The world is full of earnest people but many do not move out of their comfort zones. From the ones who move, very few allow the experience to become substantial because their trips are too short to permit real understanding. Short rides expose us to surface realities, but it is only longer expeditions that can trigger worthy transformations.

To BE BETTER at ensuring transformation,
Our ride has to be a longer expedition!

- Pravin K. Sabnis
Goa, India.

Monday, December 3, 2012

Lessons of Bhopal


3 December 1984, was a tryst with fatality for people in Bhopal. The Union Carbide plant released methyl isocyanate gas and other chemicals, killing nearly 10,000 in 72 hours.
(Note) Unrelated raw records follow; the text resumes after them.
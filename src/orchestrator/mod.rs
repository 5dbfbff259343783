//! Staged orchestrator — the hard core.
//!
//! Drives the retrieve → web-search → synthesis pipeline under a
//! hard end-to-end deadline with cancellation, partial-failure
//! degradation, and session recording. The orchestrator owns no
//! persistent state of its own: it borrows a `Parameters` snapshot from
//! the feedback controller and a `SessionStore` handle.

pub mod deadline;
pub mod regenerate;
pub mod workers;

use crate::domain::{
    Category, Chunk, OrchestrationResult, Parameters, Query, Source, SynthesisMetadata, SynthesizedResponse,
};
use crate::error::CoreError;
use crate::retrieval::{self, RetrievalConfig};
use crate::session::{Message, SessionStore};
use deadline::Deadline;
use std::collections::HashSet;
use std::future::Future;
use std::sync::Arc;
use std::time::Duration;
use workers::{ChunkRef, RetrieveWorker, SynthesisWorker, SynthesizeRequest, WebResultRef, WebSearchWorker};

/// Static timing policy. `Parameters` carries the tunable scoring
/// thresholds; this struct carries the budget constants that the adaptive
/// controller does not touch.
#[derive(Debug, Clone)]
pub struct OrchestratorConfig {
    pub end_to_end: Duration,
    pub min_synth_reserve: Duration,
    pub call_reserve: Duration,
    pub retrieve_per_call_max: Duration,
    pub web_per_call_max: Duration,
    pub synth_per_call_max: Duration,
    pub base_temperature: f64,
    pub max_tokens: u32,
    pub model: String,
    pub max_web_results: usize,
    pub freshness_keywords: Vec<String>,
}

impl Default for OrchestratorConfig {
    fn default() -> Self {
        Self {
            end_to_end: Duration::from_secs(18),
            min_synth_reserve: Duration::from_secs(4),
            call_reserve: Duration::from_millis(500),
            retrieve_per_call_max: Duration::from_secs(8),
            web_per_call_max: Duration::from_secs(6),
            synth_per_call_max: Duration::from_secs(10),
            base_temperature: 0.3,
            max_tokens: 2000,
            model: "gpt-4o".to_string(),
            max_web_results: 3,
            freshness_keywords: vec!["latest".to_string(), "current".to_string(), "newest".to_string(), "today".to_string()],
        }
    }
}

/// Dispatches a worker future onto its own task and races it against the
/// orchestration deadline through a dedicated single-producer channel:
/// the orchestrator never shares mutable state with a worker call, it
/// only ever receives one message on one channel per call.
async fn race_against_deadline<T: Send + 'static>(
    deadline: Deadline,
    fut: impl Future<Output = Result<T, CoreError>> + Send + 'static,
) -> Result<T, CoreError> {
    let (tx, rx) = tokio::sync::oneshot::channel();
    let handle = tokio::spawn(async move {
        let _ = tx.send(fut.await);
    });
    tokio::select! {
        result = rx => result.unwrap_or_else(|_| Err(CoreError::Other("worker task was dropped".to_string()))),
        _ = tokio::time::sleep_until(deadline.target()) => {
            handle.abort();
            Err(CoreError::OrchestrationTimeout)
        }
    }
}

struct RetrievalOutcome {
    chunks: Vec<Chunk>,
    confidence: f64,
    errored: bool,
}

/// The staged orchestrator. Generic over the three worker traits so tests
/// can substitute deterministic fakes.
pub struct Orchestrator<R, W, S>
where
    R: RetrieveWorker + 'static,
    W: WebSearchWorker + 'static,
    S: SynthesisWorker + 'static,
{
    retrieve: Arc<R>,
    web_search: Arc<W>,
    synthesis: Arc<S>,
    sessions: Arc<dyn SessionStore>,
    retrieval_config: RetrievalConfig,
    config: OrchestratorConfig,
}

impl<R, W, S> Orchestrator<R, W, S>
where
    R: RetrieveWorker + 'static,
    W: WebSearchWorker + 'static,
    S: SynthesisWorker + 'static,
{
    pub fn new(
        retrieve: Arc<R>,
        web_search: Arc<W>,
        synthesis: Arc<S>,
        sessions: Arc<dyn SessionStore>,
        retrieval_config: RetrievalConfig,
        config: OrchestratorConfig,
    ) -> Self {
        Self { retrieve, web_search, synthesis, sessions, retrieval_config, config }
    }

    fn effective_retrieval_config(&self, parameters: &Parameters) -> RetrievalConfig {
        RetrievalConfig {
            confidence_threshold: parameters.retrieval_threshold,
            fallback_score_threshold: parameters.fallback_threshold,
            ..self.retrieval_config
        }
    }

    /// Accept a classified, non-ambiguous query plus a live session id and
    /// produce an `OrchestrationResult` within `config.end_to_end`.
    pub async fn orchestrate(&self, query: Query, session_id: &str, parameters: Parameters, category: Category) -> OrchestrationResult {
        let started = tokio::time::Instant::now();
        let deadline = Deadline::starting_now(self.config.end_to_end);

        if let Err(e) = self.sessions.append_message(session_id, Message::new_user(query.text.clone())).await {
            return OrchestrationResult::failure(format!("failed to record user message: {e}"));
        }

        let pipeline = self.run_pipeline(query, parameters, category, deadline);
        let mut result = match tokio::time::timeout(deadline.remaining(), pipeline).await {
            Ok(result) => result,
            Err(_) => OrchestrationResult::failure(CoreError::OrchestrationTimeout.to_string()),
        };
        result.execution_time_ms = started.elapsed().as_millis() as u64;

        if let Some(response) = &result.response {
            let assistant_text = response.main_text.clone();
            if let Err(e) = self.sessions.append_message(session_id, Message::new_assistant(assistant_text)).await {
                tracing::error!(error = %e, "failed to record assistant message after successful orchestration");
            }
        }

        result
    }

    async fn run_pipeline(&self, query: Query, parameters: Parameters, category: Category, deadline: Deadline) -> OrchestrationResult {
        let mut services_used: HashSet<String> = HashSet::new();
        let mut services_tested: HashSet<String> = HashSet::new();
        let effective_retrieval = self.effective_retrieval_config(&parameters);

        // Stage A — retrieval.
        let retrieval = self.stage_retrieve(&query, &effective_retrieval, &parameters, deadline, &mut services_used, &mut services_tested).await;

        // Stage gate: if too little budget remains, skip A4 (already
        // folded into stage_retrieve) and B, go straight to synthesis.
        let remaining_before_web = deadline.remaining();
        let skip_to_synthesis = remaining_before_web <= self.config.min_synth_reserve;

        let mut web_results = Vec::new();
        if !skip_to_synthesis {
            let should_search_web = retrieval::freshness_detected(&query.text, &self.config.freshness_keywords, None)
                || retrieval.confidence <= parameters.web_search_threshold
                || retrieval.errored;

            if should_search_web {
                services_tested.insert("websearch".to_string());
                match self.stage_web_search(&query, deadline).await {
                    Ok(results) => {
                        if !results.is_empty() {
                            services_used.insert("websearch".to_string());
                        }
                        web_results = results;
                    }
                    Err(e) => {
                        tracing::warn!(error = %e, "web search stage failed, continuing with empty results");
                    }
                }
            }
        }

        if retrieval.chunks.is_empty() && web_results.is_empty() && retrieval.errored {
            return deterministic_no_context_response(category);
        }

        // Stage C — synthesis.
        match self.stage_synthesize(&query, &retrieval.chunks, &web_results, &parameters, None, deadline).await {
            Ok(response) => {
                services_used.insert("synthesize".to_string());
                let fallback_used = retrieval.errored || (retrieval.chunks.is_empty() && !web_results.is_empty());
                OrchestrationResult { response: Some(response), error: None, services_used, services_tested, execution_time_ms: 0, fallback_used }
            }
            Err(e) if e.is_locally_recoverable() => {
                services_tested.insert("synthesize".to_string());
                let mut result = deterministic_stitched_response(&retrieval.chunks, &web_results, category);
                result.services_used = services_used;
                result.services_tested = services_tested;
                result
            }
            Err(e) => OrchestrationResult::failure(e.to_string()),
        }
    }

    async fn stage_retrieve(
        &self,
        query: &Query,
        retrieval_config: &RetrievalConfig,
        parameters: &Parameters,
        deadline: Deadline,
        services_used: &mut HashSet<String>,
        services_tested: &mut HashSet<String>,
    ) -> RetrievalOutcome {
        services_tested.insert("retrieve".to_string());
        let budget = deadline.child_budget(self.config.call_reserve, self.config.retrieve_per_call_max);
        let request = workers::RetrieveRequest {
            query: query.text.clone(),
            filters: if query.filters.is_empty() { None } else { Some(query.filters.clone()) },
            max_chunks: retrieval_config.max_chunks,
            embedding: None,
        };

        let retrieve = self.retrieve.clone();
        let first_call = race_against_deadline(deadline, async move { retrieve.search(request, budget).await }).await;

        let mut errored = false;
        let chunks = match first_call {
            Ok(response) => {
                services_used.insert("retrieve".to_string());
                let decision = retrieval::fallback_decision(&response.chunks, retrieval_config);
                if decision.apply_fallback && deadline.remaining() > self.config.min_synth_reserve {
                    let widened_max = (retrieval_config.max_chunks as i64 + parameters.chunk_limit_adjust as i64).max(1) as usize;
                    let widened_request = workers::RetrieveRequest {
                        query: query.text.clone(),
                        filters: None,
                        max_chunks: widened_max,
                        embedding: None,
                    };
                    let retrieve = self.retrieve.clone();
                    let widened_budget = deadline.child_budget(self.config.call_reserve, self.config.retrieve_per_call_max);
                    match race_against_deadline(deadline, async move { retrieve.search(widened_request, widened_budget).await }).await {
                        Ok(widened_response) => {
                            let mut merged = response.chunks;
                            merged.extend(widened_response.chunks);
                            merged
                        }
                        Err(e) => {
                            tracing::warn!(error = %e, "widened retrieve failed, keeping original results");
                            response.chunks
                        }
                    }
                } else {
                    response.chunks
                }
            }
            Err(e) => {
                tracing::warn!(error = %e, "retrieve stage failed entirely");
                errored = true;
                Vec::new()
            }
        };

        let confidence = if chunks.is_empty() { 0.0 } else { chunks.iter().map(|c| c.score).sum::<f64>() / chunks.len() as f64 };
        let filtered = retrieval::filter_by_confidence(chunks, retrieval_config.confidence_threshold);

        RetrievalOutcome { chunks: filtered, confidence, errored }
    }

    async fn stage_web_search(&self, query: &Query, deadline: Deadline) -> Result<Vec<crate::domain::WebResult>, CoreError> {
        let budget = deadline.child_budget(self.config.call_reserve, self.config.web_per_call_max);
        let request = workers::WebSearchRequest { query: query.text.clone(), force_search: None };
        let web = self.web_search.clone();
        let response = race_against_deadline(deadline, async move { web.search(request, budget).await }).await?;
        Ok(response.results.into_iter().take(self.config.max_web_results).collect())
    }

    async fn stage_synthesize(
        &self,
        query: &Query,
        chunks: &[Chunk],
        web_results: &[crate::domain::WebResult],
        parameters: &Parameters,
        contrast: Option<String>,
        deadline: Deadline,
    ) -> Result<SynthesizedResponse, CoreError> {
        let budget = deadline.child_budget(self.config.call_reserve, self.config.synth_per_call_max);
        let request = SynthesizeRequest {
            query: query.text.clone(),
            chunks: chunks.iter().map(ChunkRef::from).collect(),
            web_results: web_results.iter().map(WebResultRef::from).collect(),
            temperature: (self.config.base_temperature + parameters.temperature_adjust).clamp(0.0, 1.0),
            max_tokens: self.config.max_tokens,
            model: self.config.model.clone(),
            contrast,
        };
        let synthesis = self.synthesis.clone();
        race_against_deadline(deadline, async move { synthesis.synthesize(request, budget).await }).await
    }
}

fn deterministic_no_context_response(category: Category) -> OrchestrationResult {
    let response = SynthesizedResponse {
        main_text: "I couldn't retrieve any relevant context for this question right now. Please try rephrasing or ask again shortly.".to_string(),
        diagram_code: None,
        sources: Vec::new(),
        metadata: SynthesisMetadata {
            model: "none".to_string(),
            input_tokens: 0,
            output_tokens: 0,
            temperature: 0.0,
            pipeline_decision: format!("no-context:{category:?}"),
            processing_stats: Default::default(),
        },
    };
    OrchestrationResult { response: Some(response), error: None, services_used: HashSet::new(), services_tested: HashSet::new(), execution_time_ms: 0, fallback_used: true }
}

/// Deterministic degraded response assembled locally when the synthesis
/// worker fails: stitches together the top-3 chunk
/// texts without calling out to any model.
fn deterministic_stitched_response(chunks: &[Chunk], web_results: &[crate::domain::WebResult], category: Category) -> OrchestrationResult {
    let top_texts: Vec<String> = chunks.iter().take(3).map(|c| c.text.clone()).collect();
    let main_text = if top_texts.is_empty() {
        "I found some information but could not synthesize a complete answer right now.".to_string()
    } else {
        format!("Here is what I found, summarized from the top sources:\n\n{}", top_texts.join("\n\n"))
    };
    let sources: Vec<Source> = chunks.iter().take(3).cloned().map(Source::Chunk).chain(web_results.iter().cloned().map(Source::Web)).collect();
    let response = SynthesizedResponse {
        main_text,
        diagram_code: None,
        sources,
        metadata: SynthesisMetadata {
            model: "none".to_string(),
            input_tokens: 0,
            output_tokens: 0,
            temperature: 0.0,
            pipeline_decision: format!("stitched-fallback:{category:?}"),
            processing_stats: Default::default(),
        },
    };
    OrchestrationResult { response: Some(response), error: None, services_used: HashSet::new(), services_tested: HashSet::new(), execution_time_ms: 0, fallback_used: true }
}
Four times the number died from gas-afflicted diseases. Even now, toxic chemicals abandoned at the plant continue to contaminate the ground water in Bhopal and affect its residents.

Sadly the lessons of Bhopal have not been learnt. Hazardous waste from industries continues to be released into air as well as the waters. Manmade disasters are a creation of callous corporate where profits have precedence over human lives. Natural resources and human resource are under attack by the pied pipers of economic prosperity. The appreciation of wealth of a few is resulting in the depreciation of the health of many.

Those, who do not care about the devastating impact of their actions, will always find loopholes in the legal process. Aided by acts of omission and commission by the authorities, the culprits get away. The greatest lesson of the Bhopal case is that when we ignore a crime, it repeats in varied avatars.

It is only to our peril that we may ignore the menace of ‘toxification’ of our ecosystem. Any act that worsens the situation of lives and livelihoods cannot be accepted as development. But plain indignation by the citizens can never suffice. It would be better to treat all manmade disasters as acts of bio-terror and counter them, their promoters and apologists as such.

To BE BETTER at learning Bhopal’s painful lesson,
We must prevent and punish every toxic action!